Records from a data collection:

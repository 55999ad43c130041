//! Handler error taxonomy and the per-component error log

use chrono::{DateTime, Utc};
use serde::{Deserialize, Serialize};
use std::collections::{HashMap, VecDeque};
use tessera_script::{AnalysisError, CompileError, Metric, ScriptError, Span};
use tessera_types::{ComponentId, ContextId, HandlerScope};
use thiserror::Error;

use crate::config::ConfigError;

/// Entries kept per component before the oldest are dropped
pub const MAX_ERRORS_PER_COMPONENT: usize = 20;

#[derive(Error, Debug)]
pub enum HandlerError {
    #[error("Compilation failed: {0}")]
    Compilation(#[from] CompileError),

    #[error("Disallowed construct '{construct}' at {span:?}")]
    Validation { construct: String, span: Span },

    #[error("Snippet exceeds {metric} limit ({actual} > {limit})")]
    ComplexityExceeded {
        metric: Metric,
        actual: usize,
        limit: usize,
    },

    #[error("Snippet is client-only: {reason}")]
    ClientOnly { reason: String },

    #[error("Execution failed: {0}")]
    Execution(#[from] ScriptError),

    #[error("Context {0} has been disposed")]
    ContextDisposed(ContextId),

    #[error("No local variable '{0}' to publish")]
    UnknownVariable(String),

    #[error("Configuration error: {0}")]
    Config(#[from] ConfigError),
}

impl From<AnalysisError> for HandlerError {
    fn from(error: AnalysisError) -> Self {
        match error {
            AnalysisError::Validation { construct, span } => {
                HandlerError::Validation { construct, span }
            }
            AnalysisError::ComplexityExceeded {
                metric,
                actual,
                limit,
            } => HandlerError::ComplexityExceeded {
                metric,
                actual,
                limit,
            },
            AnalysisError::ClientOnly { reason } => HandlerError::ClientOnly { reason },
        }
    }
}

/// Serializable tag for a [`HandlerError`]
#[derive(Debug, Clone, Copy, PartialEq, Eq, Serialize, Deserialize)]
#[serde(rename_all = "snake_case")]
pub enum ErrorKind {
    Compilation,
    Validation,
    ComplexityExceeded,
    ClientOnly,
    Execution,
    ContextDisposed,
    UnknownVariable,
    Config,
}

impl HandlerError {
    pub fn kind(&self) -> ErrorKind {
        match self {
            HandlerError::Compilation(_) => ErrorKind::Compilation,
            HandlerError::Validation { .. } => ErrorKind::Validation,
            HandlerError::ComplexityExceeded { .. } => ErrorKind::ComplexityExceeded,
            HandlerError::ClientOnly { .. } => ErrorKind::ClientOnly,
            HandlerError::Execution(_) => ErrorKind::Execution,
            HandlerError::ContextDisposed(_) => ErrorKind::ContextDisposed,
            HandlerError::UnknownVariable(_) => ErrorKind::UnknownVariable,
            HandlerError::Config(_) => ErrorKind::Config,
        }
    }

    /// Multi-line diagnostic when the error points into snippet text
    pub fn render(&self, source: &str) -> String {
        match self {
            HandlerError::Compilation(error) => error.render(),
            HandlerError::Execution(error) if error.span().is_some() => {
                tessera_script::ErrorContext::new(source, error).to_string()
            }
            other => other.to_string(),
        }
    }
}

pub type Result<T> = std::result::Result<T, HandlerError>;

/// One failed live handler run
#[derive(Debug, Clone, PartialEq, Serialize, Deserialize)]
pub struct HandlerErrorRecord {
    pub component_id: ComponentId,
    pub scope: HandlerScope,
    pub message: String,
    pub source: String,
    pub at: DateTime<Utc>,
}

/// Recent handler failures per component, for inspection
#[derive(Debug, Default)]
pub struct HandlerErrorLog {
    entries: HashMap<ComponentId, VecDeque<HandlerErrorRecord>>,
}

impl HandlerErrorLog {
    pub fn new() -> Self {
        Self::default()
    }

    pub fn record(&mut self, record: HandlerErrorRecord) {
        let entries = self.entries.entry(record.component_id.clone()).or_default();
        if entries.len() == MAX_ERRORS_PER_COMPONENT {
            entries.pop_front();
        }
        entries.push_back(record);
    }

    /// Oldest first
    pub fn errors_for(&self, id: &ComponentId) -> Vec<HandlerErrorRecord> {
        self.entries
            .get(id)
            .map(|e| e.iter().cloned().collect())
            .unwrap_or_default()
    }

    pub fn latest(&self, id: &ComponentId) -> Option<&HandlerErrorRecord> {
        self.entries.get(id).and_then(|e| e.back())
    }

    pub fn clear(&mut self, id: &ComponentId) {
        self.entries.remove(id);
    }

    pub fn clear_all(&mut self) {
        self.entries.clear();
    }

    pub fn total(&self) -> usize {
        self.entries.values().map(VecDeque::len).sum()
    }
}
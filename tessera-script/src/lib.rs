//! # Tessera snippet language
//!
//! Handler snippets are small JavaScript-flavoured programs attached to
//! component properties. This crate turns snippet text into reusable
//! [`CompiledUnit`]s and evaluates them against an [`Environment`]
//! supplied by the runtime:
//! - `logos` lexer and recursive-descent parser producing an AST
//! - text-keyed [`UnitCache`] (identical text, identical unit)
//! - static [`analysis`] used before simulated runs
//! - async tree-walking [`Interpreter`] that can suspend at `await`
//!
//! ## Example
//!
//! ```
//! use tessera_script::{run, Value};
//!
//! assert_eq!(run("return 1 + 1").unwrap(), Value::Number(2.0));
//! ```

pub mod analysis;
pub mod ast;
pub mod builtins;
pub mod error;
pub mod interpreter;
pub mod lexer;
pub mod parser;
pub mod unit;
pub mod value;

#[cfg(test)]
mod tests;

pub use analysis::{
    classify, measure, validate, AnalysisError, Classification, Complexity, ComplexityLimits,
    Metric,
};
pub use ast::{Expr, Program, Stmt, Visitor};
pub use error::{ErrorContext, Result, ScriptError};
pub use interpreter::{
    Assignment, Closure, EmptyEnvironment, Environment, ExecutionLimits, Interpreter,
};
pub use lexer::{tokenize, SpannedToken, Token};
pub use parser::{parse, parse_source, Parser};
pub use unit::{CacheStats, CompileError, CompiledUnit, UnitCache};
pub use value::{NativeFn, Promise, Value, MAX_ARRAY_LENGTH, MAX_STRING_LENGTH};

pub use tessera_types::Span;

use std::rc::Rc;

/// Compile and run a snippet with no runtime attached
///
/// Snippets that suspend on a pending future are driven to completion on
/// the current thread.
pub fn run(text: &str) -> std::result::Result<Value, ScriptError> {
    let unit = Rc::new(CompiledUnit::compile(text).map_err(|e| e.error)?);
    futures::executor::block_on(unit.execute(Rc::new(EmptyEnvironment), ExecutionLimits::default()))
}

Activity: List each line of the entries that holds the string "Result".

Response area:
pub type Result<T> = std::result::Result<T, HandlerError>;
pub use error::{ErrorContext, Result, ScriptError};
pub fn run(text: &str) -> std::result::Result<Value, ScriptError> {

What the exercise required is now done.